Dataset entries
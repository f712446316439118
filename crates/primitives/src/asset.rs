//! Asset records and typed amounts.

use serde::{Deserialize, Serialize};

use crate::{AccountId, AssetId, ShareAmount, Timestamp};

/// Sentinel issuer id marking a market-issued asset: supply is driven by
/// collateralized short positions rather than by an issuer.
pub const MARKET_ISSUER_ACCOUNT_ID: AccountId = AccountId::MAX;

/// Issuer permission / restriction bits carried on an asset.
pub mod asset_permissions {
    /// No restrictions.
    pub const NONE: u32 = 0;
    /// Transfers must be approved by the issuer.
    pub const RESTRICTED: u32 = 1 << 0;
    /// Balances may be retracted by the issuer.
    pub const RETRACTABLE: u32 = 1 << 1;
    /// Market trading against the base asset is halted.
    pub const MARKET_HALT: u32 = 1 << 2;
    /// Supply may not be increased further.
    pub const SUPPLY_LOCK: u32 = 1 << 3;
}

/// An asset registered on the chain.
#[derive(Debug, Clone, Default, PartialEq, Eq, Serialize, Deserialize)]
pub struct AssetRecord {
    /// Sequential id; 0 is the base asset.
    pub id: AssetId,
    /// Unique ticker symbol.
    pub symbol: String,
    /// Display name.
    pub name: String,
    /// Free-form description.
    pub description: String,
    /// Issuing account, or [`MARKET_ISSUER_ACCOUNT_ID`].
    pub issuer_account_id: AccountId,
    /// Subunits per whole unit.
    pub precision: u64,
    /// Registration time.
    pub registration_date: Timestamp,
    /// Last modification time.
    pub last_update: Timestamp,
    /// Shares currently in existence.
    pub current_share_supply: ShareAmount,
    /// Hard cap on supply.
    pub maximum_share_supply: ShareAmount,
    /// Fees collected in this asset, awaiting distribution or destruction.
    pub collected_fees: ShareAmount,
    /// Active restriction bits.
    pub flags: u32,
    /// Restriction bits the issuer may ever activate.
    pub issuer_permissions: u32,
}

impl AssetRecord {
    /// True if supply is driven by short positions rather than an issuer.
    pub fn is_market_issued(&self) -> bool {
        self.issuer_account_id == MARKET_ISSUER_ACCOUNT_ID
    }
}

/// An amount of a particular asset.
#[derive(Debug, Clone, Copy, Default, PartialEq, Eq, Serialize, Deserialize)]
pub struct AssetAmount {
    /// Amount in subunits.
    pub amount: ShareAmount,
    /// The asset the amount is denominated in.
    pub asset_id: AssetId,
}

impl AssetAmount {
    /// Construct an amount.
    pub const fn new(amount: ShareAmount, asset_id: AssetId) -> Self {
        Self { amount, asset_id }
    }
}

#[cfg(test)]
mod tests {
    use super::*;

    #[test]
    fn market_issued_detection() {
        let mut asset = AssetRecord { issuer_account_id: 7, ..Default::default() };
        assert!(!asset.is_market_issued());
        asset.issuer_account_id = MARKET_ISSUER_ACCOUNT_ID;
        assert!(asset.is_market_issued());
    }
}
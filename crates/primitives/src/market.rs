//! Order book, collateral and price-feed records.

use serde::{Deserialize, Serialize};

use crate::crypto::Address;
use crate::{AccountId, AssetId, ShareAmount, Timestamp};

/// A quote/base price as a fixed-point ratio.
///
/// Ordering is `(ratio, quote, base)`, which gives order books their
/// price-major sort.
#[derive(
    Debug, Clone, Copy, Default, PartialEq, Eq, PartialOrd, Ord, Hash, Serialize, Deserialize,
)]
pub struct Price {
    /// Quote units per base unit, scaled by [`Price::SCALE`].
    pub ratio: u128,
    /// Asset the price is quoted in.
    pub quote_asset_id: AssetId,
    /// Asset being priced.
    pub base_asset_id: AssetId,
}

impl Price {
    /// Fixed-point scale of [`Price::ratio`].
    pub const SCALE: u128 = 100_000_000;

    /// Build a price from a rational quote/base pair.
    pub fn from_ratio(
        quote_amount: ShareAmount,
        base_amount: ShareAmount,
        quote_asset_id: AssetId,
        base_asset_id: AssetId,
    ) -> Self {
        let ratio = if base_amount <= 0 {
            0
        } else {
            (quote_amount.max(0) as u128 * Self::SCALE) / base_amount as u128
        };
        Self { ratio, quote_asset_id, base_asset_id }
    }
}

/// Which side / style of the order book an order lives on. Each kind is its
/// own table.
#[derive(
    Debug, Clone, Copy, PartialEq, Eq, PartialOrd, Ord, Hash, Serialize, Deserialize,
)]
pub enum OrderKind {
    /// Buy the base asset at or below the price.
    Bid,
    /// Sell the base asset at or above the price.
    Ask,
    /// Bid priced relative to the feed.
    RelativeBid,
    /// Ask priced relative to the feed.
    RelativeAsk,
    /// Short the quote asset against base collateral.
    Short,
}

impl OrderKind {
    /// All order kinds, in table order.
    pub const ALL: [Self; 5] =
        [Self::Bid, Self::Ask, Self::RelativeBid, Self::RelativeAsk, Self::Short];
}

/// Key of every order-book table: price-major, then owner.
#[derive(
    Debug, Clone, Copy, Default, PartialEq, Eq, PartialOrd, Ord, Hash, Serialize, Deserialize,
)]
pub struct MarketIndexKey {
    /// Limit price of the order.
    pub order_price: Price,
    /// Owner of the order balance.
    pub owner: Address,
}

/// An open order's remaining balance.
#[derive(Debug, Clone, Copy, Default, PartialEq, Eq, Serialize, Deserialize)]
pub struct OrderRecord {
    /// Amount still on the book.
    pub balance: ShareAmount,
}

/// An open margin position backing market-issued supply.
#[derive(Debug, Clone, Copy, Default, PartialEq, Eq, Serialize, Deserialize)]
pub struct CollateralRecord {
    /// Base-asset collateral held.
    pub collateral_balance: ShareAmount,
    /// Quote-asset debt to be covered.
    pub payoff_balance: ShareAmount,
    /// Annualized interest on the debt, in basis points.
    pub interest_rate_bps: u64,
    /// Time by which the position must be covered.
    pub expiration: Timestamp,
}

/// Key of the price-feed table: per quote asset, per publishing delegate.
#[derive(
    Debug, Clone, Copy, Default, PartialEq, Eq, PartialOrd, Ord, Hash, Serialize, Deserialize,
)]
pub struct FeedIndex {
    /// Asset the feed prices (against the base asset).
    pub quote_id: AssetId,
    /// Delegate that published the feed.
    pub delegate_id: AccountId,
}

/// A published price feed.
#[derive(Debug, Clone, Copy, PartialEq, Eq, Serialize, Deserialize)]
pub struct FeedRecord {
    /// Table key.
    pub index: FeedIndex,
    /// Published price.
    pub value: Price,
    /// Publication time; feeds older than a day are ignored by the median.
    pub last_update: Timestamp,
}

/// Bucketing of market history records.
#[derive(
    Debug, Clone, Copy, PartialEq, Eq, PartialOrd, Ord, Hash, Serialize, Deserialize,
)]
pub enum MarketHistoryGranularity {
    /// One record per block that executed the market.
    PerBlock,
    /// Hourly rollup.
    PerHour,
    /// Daily rollup.
    PerDay,
}

/// Key of the market-history table.
#[derive(Debug, Clone, Copy, PartialEq, Eq, PartialOrd, Ord, Hash, Serialize, Deserialize)]
pub struct MarketHistoryKey {
    /// Quote asset of the market.
    pub quote_id: AssetId,
    /// Base asset of the market.
    pub base_id: AssetId,
    /// Rollup granularity.
    pub granularity: MarketHistoryGranularity,
    /// Bucket start time.
    pub timestamp: Timestamp,
}

/// One market-history bucket.
#[derive(Debug, Clone, Copy, Default, PartialEq, Eq, Serialize, Deserialize)]
pub struct MarketHistoryRecord {
    /// First trade price in the bucket.
    pub opening: Price,
    /// Last trade price in the bucket.
    pub closing: Price,
    /// Highest trade price in the bucket.
    pub highest: Price,
    /// Lowest trade price in the bucket.
    pub lowest: Price,
    /// Base-asset volume traded.
    pub volume: ShareAmount,
}

#[cfg(test)]
mod tests {
    use super::*;
    use crate::crypto::Hash160;

    #[test]
    fn price_ordering_is_ratio_major() {
        let low = Price::from_ratio(1, 2, 1, 0);
        let high = Price::from_ratio(3, 2, 1, 0);
        assert!(low < high);
    }

    #[test]
    fn market_index_sorts_by_price_then_owner() {
        let price = Price::from_ratio(1, 1, 1, 0);
        let a = MarketIndexKey { order_price: price, owner: Address(Hash160([1; 20])) };
        let b = MarketIndexKey { order_price: price, owner: Address(Hash160([2; 20])) };
        assert!(a < b);
    }
}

Problem statement. Only lines holding the word "assert" are wanted, so copy each of them from the records above.

Response to the exercise.
        assert!(!asset.is_market_issued());
        assert!(asset.is_market_issued());
        assert!(low < high);
        assert!(a < b);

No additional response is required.